Jennifer A. Roberts, University of Kansas

The Arbuckle Dolomite deep saline reservoir is being evaluated as a carbon capture, utilization and storage (CCUS) site.  Each potential CCUS site has a unique set of geological, microbiological, and geochemical characteristics that must be evaluated prior to the injection of supercritical CO2 (CO2(SC)).  Understanding how CO2(SC) exposure affects Arbuckle aquifer and seal materials will provide data for improved injection and well-monitoring plans, and may provide insight into future CCUS projects.

The purpose of this research is to characterize near-injection well weathering reactions of the Arbuckle dolomite (aquifer material) and Lower Mississippian seal (considered an alternate primary seal) materials upon exposure to CO2(SC).  These studies will provide information to help assess the impact of CO2(SC) exposure on the injectivity and storage capacity of the Arbuckle, as well as predict seal integrity for the system. 

Core plugs from the Arbuckle dolomite reservoir and the Lower Mississippian dolomitic siltstone were reacted with synthetic brine (modeled on Arbuckle pore water geochemistry) and 100% pCO2(SC) under injection zone conditions (2500 psi and 50 °C) in stationary steel autoclave reactors for >30 days.  A set of identical experiments was pressurized with N2, and served as the control.
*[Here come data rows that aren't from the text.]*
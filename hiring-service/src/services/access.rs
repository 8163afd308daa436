//! Company access resolution.
//!
//! Decides whether a caller is the owner of a company, an active team member
//! holding a set of permissions, or neither. Ownership is checked first and
//! short-circuits: the membership row is only read for non-owners.

use async_trait::async_trait;
use serde::Serialize;
use service_core::error::AppError;
use std::collections::HashMap;
use std::sync::atomic::{AtomicBool, AtomicUsize, Ordering};
use std::sync::{Arc, Mutex};
use thiserror::Error;
use tracing::instrument;
use uuid::Uuid;

use crate::models::{Membership, PermissionMap};
use crate::services::metrics;

pub const OWNER_ROLE: &str = "owner";

/// The two reads access resolution needs from the datastore.
#[async_trait]
pub trait AccessStore: Send + Sync {
    /// True iff `company_id` exists and is owned by `user_id`.
    async fn company_owned_by(&self, company_id: Uuid, user_id: Uuid)
        -> Result<bool, anyhow::Error>;

    /// The membership row for the pair, active or not.
    async fn find_membership(
        &self,
        company_id: Uuid,
        user_id: Uuid,
    ) -> Result<Option<Membership>, anyhow::Error>;
}

#[derive(Debug, Error)]
pub enum AccessError {
    #[error("caller has no active relationship to this company")]
    NotAMember,

    #[error("caller lacks required permissions: {}", .required.join(", "))]
    InsufficientPermissions { required: Vec<String> },

    #[error("access store unavailable: {0}")]
    Unavailable(anyhow::Error),
}

impl AccessError {
    fn outcome(&self) -> &'static str {
        match self {
            AccessError::NotAMember => "not_a_member",
            AccessError::InsufficientPermissions { .. } => "insufficient_permissions",
            AccessError::Unavailable(_) => "unavailable",
        }
    }
}

/// Denials collapse to one generic 403 so a caller cannot tell whether the
/// company exists. Datastore failures are never reported as a denial.
impl From<AccessError> for AppError {
    fn from(err: AccessError) -> Self {
        match err {
            AccessError::NotAMember | AccessError::InsufficientPermissions { .. } => {
                AppError::Forbidden(anyhow::anyhow!("Access denied"))
            }
            AccessError::Unavailable(_) => AppError::ServiceUnavailable,
        }
    }
}

#[derive(Debug, Clone, PartialEq, Serialize)]
#[serde(tag = "kind", rename_all = "lowercase")]
pub enum Grant {
    Owner,
    Member {
        role: String,
        permissions: PermissionMap,
    },
}

/// Resolved access for one request. Never persisted or cached.
#[derive(Debug, Clone, PartialEq)]
pub struct AuthorizationContext {
    pub company_id: Uuid,
    pub grant: Grant,
}

impl AuthorizationContext {
    pub fn is_owner(&self) -> bool {
        matches!(self.grant, Grant::Owner)
    }

    pub fn role(&self) -> &str {
        match &self.grant {
            Grant::Owner => OWNER_ROLE,
            Grant::Member { role, .. } => role,
        }
    }

    /// `None` for the owner, who holds every permission.
    pub fn permissions(&self) -> Option<&PermissionMap> {
        match &self.grant {
            Grant::Owner => None,
            Grant::Member { permissions, .. } => Some(permissions),
        }
    }

    pub fn allows(&self, permission: &str) -> bool {
        match &self.grant {
            Grant::Owner => true,
            Grant::Member { permissions, .. } => permissions.allows(permission),
        }
    }
}

#[derive(Clone)]
pub struct AccessResolver {
    store: Arc<dyn AccessStore>,
}

impl AccessResolver {
    pub fn new(store: Arc<dyn AccessStore>) -> Self {
        Self { store }
    }

    #[instrument(skip(self))]
    pub async fn resolve_ownership(
        &self,
        caller_id: Uuid,
        company_id: Uuid,
    ) -> Result<bool, AccessError> {
        self.store
            .company_owned_by(company_id, caller_id)
            .await
            .map_err(AccessError::Unavailable)
    }

    #[instrument(skip(self))]
    pub async fn resolve_access(
        &self,
        caller_id: Uuid,
        company_id: Uuid,
        required: &[&str],
    ) -> Result<AuthorizationContext, AccessError> {
        let result = self.evaluate(caller_id, company_id, required).await;

        match &result {
            Ok(ctx) => {
                let outcome = if ctx.is_owner() { "owner" } else { "member" };
                metrics::record_access_decision(outcome);
                tracing::debug!(
                    caller_id = %caller_id,
                    company_id = %company_id,
                    role = ctx.role(),
                    "Access granted"
                );
            }
            Err(AccessError::Unavailable(cause)) => {
                metrics::record_access_decision("unavailable");
                tracing::error!(
                    caller_id = %caller_id,
                    company_id = %company_id,
                    error = %cause,
                    "Access check failed"
                );
            }
            Err(denial) => {
                metrics::record_access_decision(denial.outcome());
                tracing::warn!(
                    reason = denial.outcome(),
                    required = ?required,
                    caller_id = %caller_id,
                    company_id = %company_id,
                    "Access denied"
                );
            }
        }

        result
    }

    async fn evaluate(
        &self,
        caller_id: Uuid,
        company_id: Uuid,
        required: &[&str],
    ) -> Result<AuthorizationContext, AccessError> {
        if self.resolve_ownership(caller_id, company_id).await? {
            return Ok(AuthorizationContext {
                company_id,
                grant: Grant::Owner,
            });
        }

        let membership = self
            .store
            .find_membership(company_id, caller_id)
            .await
            .map_err(AccessError::Unavailable)?;

        let Some(membership) = membership.filter(|m| m.is_active) else {
            return Err(AccessError::NotAMember);
        };

        let permissions = PermissionMap::from(membership.permissions);
        if !permissions.missing(required).is_empty() {
            return Err(AccessError::InsufficientPermissions {
                required: required.iter().map(|s| s.to_string()).collect(),
            });
        }

        Ok(AuthorizationContext {
            company_id,
            grant: Grant::Member {
                role: membership.role,
                permissions,
            },
        })
    }
}

/// In-process [`AccessStore`] that counts lookups and can simulate an outage.
#[derive(Default)]
pub struct MemoryAccessStore {
    owners: Mutex<HashMap<Uuid, Uuid>>,
    memberships: Mutex<HashMap<(Uuid, Uuid), Membership>>,
    unavailable: AtomicBool,
    ownership_lookups: AtomicUsize,
    membership_lookups: AtomicUsize,
}

impl MemoryAccessStore {
    pub fn new() -> Self {
        Self::default()
    }

    pub fn add_company(&self, company_id: Uuid, owner_id: Uuid) {
        if let Ok(mut owners) = self.owners.lock() {
            owners.insert(company_id, owner_id);
        }
    }

    pub fn add_membership(
        &self,
        company_id: Uuid,
        user_id: Uuid,
        role: &str,
        permissions: serde_json::Value,
        is_active: bool,
    ) {
        if let Ok(mut memberships) = self.memberships.lock() {
            memberships.insert(
                (company_id, user_id),
                Membership {
                    role: role.to_string(),
                    permissions: Some(permissions),
                    is_active,
                },
            );
        }
    }

    pub fn set_unavailable(&self, unavailable: bool) {
        self.unavailable.store(unavailable, Ordering::SeqCst);
    }

    pub fn ownership_lookups(&self) -> usize {
        self.ownership_lookups.load(Ordering::SeqCst)
    }

    pub fn membership_lookups(&self) -> usize {
        self.membership_lookups.load(Ordering::SeqCst)
    }

    fn check_available(&self) -> Result<(), anyhow::Error> {
        if self.unavailable.load(Ordering::SeqCst) {
            return Err(anyhow::anyhow!("memory access store is offline"));
        }
        Ok(())
    }
}

#[async_trait]
impl AccessStore for MemoryAccessStore {
    async fn company_owned_by(
        &self,
        company_id: Uuid,
        user_id: Uuid,
    ) -> Result<bool, anyhow::Error> {
        self.ownership_lookups.fetch_add(1, Ordering::SeqCst);
        self.check_available()?;
        let owners = self
            .owners
            .lock()
            .map_err(|e| anyhow::anyhow!("Memory store mutex poisoned: {}", e))?;
        Ok(owners.get(&company_id) == Some(&user_id))
    }

    async fn find_membership(
        &self,
        company_id: Uuid,
        user_id: Uuid,
    ) -> Result<Option<Membership>, anyhow::Error> {
        self.membership_lookups.fetch_add(1, Ordering::SeqCst);
        self.check_available()?;
        let memberships = self
            .memberships
            .lock()
            .map_err(|e| anyhow::anyhow!("Memory store mutex poisoned: {}", e))?;
        Ok(memberships.get(&(company_id, user_id)).cloned())
    }
}

#[cfg(test)]
mod tests {
    use super::*;
    use axum::response::IntoResponse;
    use serde_json::json;

    fn resolver_with(store: &Arc<MemoryAccessStore>) -> AccessResolver {
        AccessResolver::new(store.clone())
    }

    #[tokio::test]
    async fn owner_ignores_inactive_membership_row() {
        let store = Arc::new(MemoryAccessStore::new());
        let (company, owner) = (Uuid::new_v4(), Uuid::new_v4());
        store.add_company(company, owner);
        store.add_membership(company, owner, "recruiter", json!({}), false);

        let ctx = resolver_with(&store)
            .resolve_access(owner, company, &["manage_team"])
            .await
            .unwrap();

        assert!(ctx.is_owner());
        assert_eq!(ctx.role(), "owner");
        assert!(ctx.permissions().is_none());
        assert!(ctx.allows("anything"));
        assert_eq!(store.membership_lookups(), 0);
    }

    #[tokio::test]
    async fn stores_string_true_is_not_a_grant() {
        let store = Arc::new(MemoryAccessStore::new());
        let (company, user) = (Uuid::new_v4(), Uuid::new_v4());
        store.add_company(company, Uuid::new_v4());
        store.add_membership(company, user, "hr", json!({"manage_jobs": "true"}), true);

        let err = resolver_with(&store)
            .resolve_access(user, company, &["manage_jobs"])
            .await
            .unwrap_err();

        match err {
            AccessError::InsufficientPermissions { required } => {
                assert_eq!(required, vec!["manage_jobs".to_string()]);
            }
            other => panic!("unexpected outcome: {other:?}"),
        }
    }

    #[tokio::test]
    async fn outage_is_unavailable_not_denied() {
        let store = Arc::new(MemoryAccessStore::new());
        store.set_unavailable(true);

        let err = resolver_with(&store)
            .resolve_access(Uuid::new_v4(), Uuid::new_v4(), &[])
            .await
            .unwrap_err();

        assert!(matches!(err, AccessError::Unavailable(_)));
        assert_eq!(store.membership_lookups(), 0);
    }

    #[test]
    fn denials_share_one_response() {
        let not_member = AppError::from(AccessError::NotAMember).into_response();
        let lacking = AppError::from(AccessError::InsufficientPermissions {
            required: vec!["manage_team".to_string()],
        })
        .into_response();

        assert_eq!(not_member.status(), axum::http::StatusCode::FORBIDDEN);
        assert_eq!(lacking.status(), axum::http::StatusCode::FORBIDDEN);
    }

    #[test]
    fn unavailable_maps_to_503() {
        let res = AppError::from(AccessError::Unavailable(anyhow::anyhow!("down"))).into_response();
        assert_eq!(res.status(), axum::http::StatusCode::SERVICE_UNAVAILABLE);
    }
}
The core plugs were powdered and sieved to a size fraction of 63-125 μm to insure reaction rates within the time period of the experiment. 
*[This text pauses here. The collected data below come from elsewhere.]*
//! Issuing and checking one-time verification codes.

use chrono::{DateTime, Duration, Utc};
use rand::Rng;
use service_core::error::AppError;
use sha2::{Digest, Sha256};
use thiserror::Error;

use crate::models::VerificationCode;

pub const CODE_LENGTH: usize = 6;
pub const CODE_EXPIRY_SECONDS: i64 = 300;
pub const CODE_MAX_ATTEMPTS: i32 = 5;
/// At most this many codes per user and channel within [`SEND_WINDOW_SECONDS`].
pub const MAX_SENDS_PER_WINDOW: i64 = 3;
pub const SEND_WINDOW_SECONDS: i64 = 900;

/// Numeric code of [`CODE_LENGTH`] digits.
pub fn generate_code() -> String {
    let mut rng = rand::thread_rng();
    (0..CODE_LENGTH)
        .map(|_| char::from(b'0' + rng.gen_range(0..10u8)))
        .collect()
}

pub fn hash_code(code: &str) -> String {
    hex::encode(Sha256::digest(code.trim().as_bytes()))
}

pub fn expiry_from(now: DateTime<Utc>) -> DateTime<Utc> {
    now + Duration::seconds(CODE_EXPIRY_SECONDS)
}

#[derive(Debug, Error, PartialEq, Eq)]
pub enum CodeRejection {
    #[error("Verification code expired or not found")]
    ExpiredOrMissing,
    #[error("Too many failed attempts, request a new code")]
    TooManyAttempts,
    #[error("Invalid verification code")]
    Mismatch,
}

impl From<CodeRejection> for AppError {
    fn from(rejection: CodeRejection) -> Self {
        AppError::BadRequest(anyhow::anyhow!(rejection.to_string()))
    }
}

/// Checks a submitted code against the newest open code for the channel.
///
/// `destination` is the address currently on the profile; a code sent to an
/// address the user has since changed no longer proves anything.
pub fn check_code(
    record: &VerificationCode,
    destination: &str,
    submitted: &str,
    now: DateTime<Utc>,
) -> Result<(), CodeRejection> {
    if record.consumed_at.is_some()
        || record.is_expired_at(now)
        || !record.destination.eq_ignore_ascii_case(destination)
    {
        return Err(CodeRejection::ExpiredOrMissing);
    }
    if record.attempts_exhausted() {
        return Err(CodeRejection::TooManyAttempts);
    }
    if hash_code(submitted) != record.code_hash {
        return Err(CodeRejection::Mismatch);
    }
    Ok(())
}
Brine geochemistry from experimental reactors display a decrease in pH of ~ 2 pH units compared to N2 controls.  The brine concentrations of Mg2+, Ca2+, and HCO3- increased for both the Arbuckle and Lower Mississippian experiments after exposure to CO2(SC).  Geochemical modeling of these changes suggest that CO2(SC) injection led to undersaturated conditions and dolomite dissolution.  Scanning electron microscopy of reacted Arbuckle Dolomite confirms dissolution features.  An increase in the total sulfur concentration of the brine in the CO2(SC)-reacted Lower Mississippian seal materials combined with observations via SEM suggest pyrite dissolution.  Secondary clay precipitation can also be observed via SEM in the Lower Mississippian solids exposed to CO2(SC).
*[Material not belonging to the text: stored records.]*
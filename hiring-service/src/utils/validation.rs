use axum::{
    extract::{FromRequest, FromRequestParts, Path, Request},
    http::request::Parts,
    Json,
};
use once_cell::sync::Lazy;
use regex::Regex;
use serde::{de::DeserializeOwned, Deserialize, Serialize};
use service_core::error::AppError;
use validator::Validate;

/// E.164-style phone number, optional leading `+`.
pub static PHONE_RE: Lazy<Regex> =
    Lazy::new(|| Regex::new(r"^\+?[1-9]\d{1,14}$").expect("valid phone regex"));

/// Same as [`PHONE_RE`] but also accepts an empty string for optional fields.
pub static OPTIONAL_PHONE_RE: Lazy<Regex> =
    Lazy::new(|| Regex::new(r"^$|^\+?[1-9]\d{1,14}$").expect("valid phone regex"));

/// http(s) URL or empty string.
pub static OPTIONAL_URL_RE: Lazy<Regex> =
    Lazy::new(|| Regex::new(r"^$|^https?://\S+$").expect("valid url regex"));

pub static TEAM_SIZE_RE: Lazy<Regex> =
    Lazy::new(|| Regex::new(r"^(1-10|11-50|51-200|201-500|500\+)$").expect("valid team size regex"));

pub static YEAR_RE: Lazy<Regex> = Lazy::new(|| Regex::new(r"^\d{4}$").expect("valid year regex"));

/// JSON body that has passed `validator` checks.
///
/// Malformed JSON is a 400; rule violations are a 422 with details.
pub struct ValidatedJson<T>(pub T);

#[axum::async_trait]
impl<T, S> FromRequest<S> for ValidatedJson<T>
where
    T: DeserializeOwned + Validate + 'static,
    S: Send + Sync,
{
    type Rejection = AppError;

    async fn from_request(req: Request, state: &S) -> Result<Self, Self::Rejection> {
        let Json(value) = Json::<T>::from_request(req, state)
            .await
            .map_err(|e| AppError::BadRequest(anyhow::anyhow!("Invalid JSON body: {}", e)))?;

        value.validate()?;

        Ok(ValidatedJson(value))
    }
}

/// Path parameters. A segment that fails to parse (a malformed UUID, say) is
/// a JSON 400 instead of axum's plain-text rejection.
pub struct ValidPath<T>(pub T);

#[axum::async_trait]
impl<T, S> FromRequestParts<S> for ValidPath<T>
where
    T: DeserializeOwned + Send,
    S: Send + Sync,
{
    type Rejection = AppError;

    async fn from_request_parts(parts: &mut Parts, state: &S) -> Result<Self, Self::Rejection> {
        let Path(value) = Path::<T>::from_request_parts(parts, state)
            .await
            .map_err(|rejection| {
                tracing::debug!(error = %rejection.body_text(), "Rejected path parameters");
                AppError::BadRequest(anyhow::anyhow!("Invalid ID in request path"))
            })?;

        Ok(ValidPath(value))
    }
}

/// `?page=&limit=` query parameters shared by the listing endpoints.
#[derive(Debug, Clone, Deserialize, Validate)]
pub struct Pagination {
    #[validate(range(min = 1, max = 1000000, message = "page must be between 1 and 1000000"))]
    #[serde(default = "default_page")]
    pub page: i64,
    #[validate(range(min = 1, max = 100, message = "limit must be between 1 and 100"))]
    #[serde(default = "default_limit")]
    pub limit: i64,
}

fn default_page() -> i64 {
    1
}

fn default_limit() -> i64 {
    10
}

impl Default for Pagination {
    fn default() -> Self {
        Self {
            page: default_page(),
            limit: default_limit(),
        }
    }
}

impl Pagination {
    pub fn offset(&self) -> i64 {
        self.page.saturating_sub(1).saturating_mul(self.limit)
    }

    pub fn meta(&self, total: i64) -> PaginationMeta {
        PaginationMeta {
            total,
            page: self.page,
            limit: self.limit,
            pages: (total + self.limit - 1) / self.limit,
        }
    }
}

#[derive(Debug, Serialize)]
pub struct PaginationMeta {
    pub total: i64,
    pub page: i64,
    pub limit: i64,
    pub pages: i64,
}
Future work includes a series of biotic experiments that will test the microbiological effects of CO2(SC) exposure on Arbuckle and Lower Mississippian materials.  Bulk mineralogical changes for all current and future experiments will be determined via X-ray diffraction (XRD).

Results to date suggest that CO2(SC) injection will lead to dissolution of some minerals in the Arbuckle Dolomite and Lower Mississippian materials.  Dissolution of aquifer material will only enhance porosity and storage capacity.  More information is needed to assess the integrity of the Lower Mississippian seal materials, but initial data suggests that secondary mineral formation (clay minerals and possibly anhydrite) will offset, at least in part, any porosity enhancement due to dissolution reactions.